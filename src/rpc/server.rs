//! The HTTP side of the remote surface: a single `POST /RPC2` endpoint
//! dispatching XML-RPC method calls onto the node.
//!
//! Per-goal problems never fault: they are claim rows. A fault is
//! returned only for transport-level problems, malformed envelopes,
//! parse errors of the top-level call and unknown query ids.

use super::wire;
use super::xmlrpc::{self, Fault, Value};
use crate::error::EtbError;
use crate::node::Node;
use axum::extract::Extension;
use axum::http::header;
use axum::response::IntoResponse;
use axum::routing::post;
use axum::Router;
use std::net::SocketAddr;
use std::sync::Arc;
use tokio::net::TcpListener;
use tracing::{debug, info};

/// Build the router for a node.
pub fn router(node: Arc<Node>) -> Router {
    Router::new()
        .route("/RPC2", post(handle_rpc))
        .layer(Extension(node))
}

/// Bind and serve until the process exits.
pub async fn serve(node: Arc<Node>) -> Result<(), EtbError> {
    let addr = format!(
        "{}:{}",
        node.config().node.host,
        node.config().node.port
    );
    let listener = TcpListener::bind(&addr).await?;
    info!(%addr, "remote surface listening");
    axum::serve(listener, router(node)).await?;
    Ok(())
}

/// Serve on an already bound listener (ephemeral ports in tests).
/// Returns the local address and the serving task.
pub fn serve_listener(
    node: Arc<Node>,
    listener: TcpListener,
) -> Result<(SocketAddr, tokio::task::JoinHandle<()>), EtbError> {
    let addr = listener.local_addr()?;
    let app = router(node);
    let task = tokio::spawn(async move {
        if let Err(e) = axum::serve(listener, app).await {
            tracing::error!(error = %e, "remote surface failed");
        }
    });
    Ok((addr, task))
}

async fn handle_rpc(Extension(node): Extension<Arc<Node>>, body: String) -> impl IntoResponse {
    let xml = match xmlrpc::decode_call(&body) {
        Ok((method, params)) => {
            debug!(%method, "rpc call");
            match dispatch(&node, &method, &params).await {
                Ok(value) => xmlrpc::encode_response(&value),
                Err(fault) => xmlrpc::encode_fault(&fault),
            }
        }
        Err(e) => xmlrpc::encode_fault(&Fault {
            code: -32700,
            message: e.to_string(),
        }),
    };
    ([(header::CONTENT_TYPE, "text/xml")], xml)
}

fn fault(code: i64, message: impl Into<String>) -> Fault {
    Fault {
        code,
        message: message.into(),
    }
}

fn fault_of(e: EtbError) -> Fault {
    let code = match &e {
        EtbError::Parse(_) => 400,
        EtbError::UnknownQuery(_) => 404,
        _ => 500,
    };
    fault(code, e.to_string())
}

fn str_param<'a>(params: &'a [Value], index: usize, name: &str) -> Result<&'a str, Fault> {
    params
        .get(index)
        .and_then(Value::as_str)
        .ok_or_else(|| fault(400, format!("missing string parameter {name}")))
}

fn port_param(params: &[Value], index: usize, name: &str) -> Result<u16, Fault> {
    let raw = params
        .get(index)
        .and_then(Value::as_int)
        .ok_or_else(|| fault(400, format!("missing int parameter {name}")))?;
    u16::try_from(raw).map_err(|_| fault(400, format!("{name} out of range")))
}

async fn dispatch(node: &Arc<Node>, method: &str, params: &[Value]) -> Result<Value, Fault> {
    match method {
        "etb.put_file" => {
            let bytes = params
                .first()
                .and_then(Value::as_bytes)
                .ok_or_else(|| fault(400, "missing base64 parameter bytes"))?;
            let dest = str_param(params, 1, "dest_path")?;
            let fr = node.put_file(bytes, dest).map_err(fault_of)?;
            let json = wire::term_to_json(&crate::term::Term::FileRef(fr));
            Ok(Value::Str(json.to_string()))
        }
        "etb.get_file" => {
            let text = str_param(params, 0, "file_ref")?;
            let json: serde_json::Value =
                serde_json::from_str(text).map_err(|e| fault(400, e.to_string()))?;
            let term = wire::term_from_json(&json).map_err(|e| fault(400, e.to_string()))?;
            let crate::term::Term::FileRef(fr) = term else {
                return Err(fault(400, "expected a file reference"));
            };
            let bytes = node.get_file(&fr).await.map_err(fault_of)?;
            Ok(Value::Base64(bytes))
        }
        "etb.ls" => {
            let dir = params.first().and_then(Value::as_str).unwrap_or("");
            let report = node.ls(dir).map_err(fault_of)?;
            let json = serde_json::to_string(&report).map_err(|e| fault(500, e.to_string()))?;
            Ok(Value::Str(json))
        }
        "etb.query" => {
            let goal = str_param(params, 0, "goal")?;
            let id = node.query(goal).await.map_err(fault_of)?;
            Ok(Value::Str(id))
        }
        "etb.query_wait" => {
            let id = str_param(params, 0, "query_id")?;
            node.query_wait(id).await.map_err(fault_of)?;
            Ok(Value::Bool(true))
        }
        "etb.query_done" => {
            let id = str_param(params, 0, "query_id")?;
            Ok(Value::Bool(node.query_done(id).await.map_err(fault_of)?))
        }
        "etb.query_info" => {
            let id = str_param(params, 0, "query_id")?;
            let info = node.query_info(id).await.map_err(fault_of)?;
            let json = serde_json::json!({
                "id": info.id,
                "goal": info.goal.to_string(),
                "state": info.goal_state.as_str(),
                "created": info.created.to_rfc3339(),
                "done": info.done,
                "origin": info.origin,
            });
            Ok(Value::Str(json.to_string()))
        }
        "etb.query_answers" => {
            let id = str_param(params, 0, "query_id")?;
            let answers = node.query_answers(id).await.map_err(fault_of)?;
            Ok(Value::Str(wire::answers_to_string(&answers)))
        }
        "etb.query_claims" => {
            let id = str_param(params, 0, "query_id")?;
            let claims = node.query_claims(id).await.map_err(fault_of)?;
            Ok(Value::Str(wire::claims_to_string(&claims)))
        }
        "etb.query_errors" => {
            let id = str_param(params, 0, "query_id")?;
            let claims = node.query_errors(id).await.map_err(fault_of)?;
            Ok(Value::Str(wire::claims_to_string(&claims)))
        }
        "etb.query_close" => {
            let id = str_param(params, 0, "query_id")?;
            node.query_close(id);
            Ok(Value::Bool(true))
        }
        "etb.get_all_claims" => {
            Ok(Value::Str(wire::claims_to_string(&node.get_all_claims())))
        }
        "etb.active_queries" => {
            let ids = node.active_queries().await.map_err(fault_of)?;
            Ok(Value::Array(ids.into_iter().map(Value::Str).collect()))
        }
        "etb.done_queries" => {
            let ids = node.done_queries().await.map_err(fault_of)?;
            Ok(Value::Array(ids.into_iter().map(Value::Str).collect()))
        }
        "etb.connect" => {
            let host = str_param(params, 0, "host")?;
            let port = port_param(params, 1, "port")?;
            node.connect(host, port).await.map_err(fault_of)?;
            Ok(Value::Bool(true))
        }
        "etb.tunnel" => {
            let local = port_param(params, 0, "local_port")?;
            let remote = port_param(params, 1, "remote_port")?;
            node.tunnel(local, remote);
            Ok(Value::Bool(true))
        }

        // Peer surface.
        "etb.offers" => {
            let indicator = str_param(params, 0, "predicate")?;
            Ok(Value::Bool(node.offers(indicator)))
        }
        "etb.remote_query" => {
            let goal = str_param(params, 0, "goal")?;
            let correlation = str_param(params, 1, "correlation")?;
            let reply_host = str_param(params, 2, "reply_host")?;
            let reply_port = port_param(params, 3, "reply_port")?;
            let id = node
                .remote_query(goal, correlation, reply_host, reply_port)
                .await
                .map_err(fault_of)?;
            Ok(Value::Str(id))
        }
        "etb.deliver_answer" => {
            let correlation = str_param(params, 0, "correlation")?;
            let subst_text = str_param(params, 1, "substitution")?;
            let claim = str_param(params, 2, "claim_digest")?;
            let json: serde_json::Value =
                serde_json::from_str(subst_text).map_err(|e| fault(400, e.to_string()))?;
            let subst = wire::subst_from_json(&json).map_err(|e| fault(400, e.to_string()))?;
            node.deliver_answer(correlation, subst, claim);
            Ok(Value::Bool(true))
        }
        "etb.closed" => {
            let correlation = str_param(params, 0, "correlation")?;
            node.closed(correlation);
            Ok(Value::Bool(true))
        }
        "etb.advertise_peers" => {
            let text = str_param(params, 0, "descriptors")?;
            let json: serde_json::Value =
                serde_json::from_str(text).map_err(|e| fault(400, e.to_string()))?;
            let reply = node.advertise_peers(&json).map_err(fault_of)?;
            Ok(Value::Str(reply.to_string()))
        }

        other => Err(fault(-32601, format!("unknown method {other}"))),
    }
}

* [EXERCISE INSTRUCTIONS] Read the records above. Show each line that has the string "EtbError".

* [FINISHED EXERCISE]
use crate::error::EtbError;
pub async fn serve(node: Arc<Node>) -> Result<(), EtbError> {
) -> Result<(SocketAddr, tokio::task::JoinHandle<()>), EtbError> {
fn fault_of(e: EtbError) -> Fault {
        EtbError::Parse(_) => 400,
        EtbError::UnknownQuery(_) => 404,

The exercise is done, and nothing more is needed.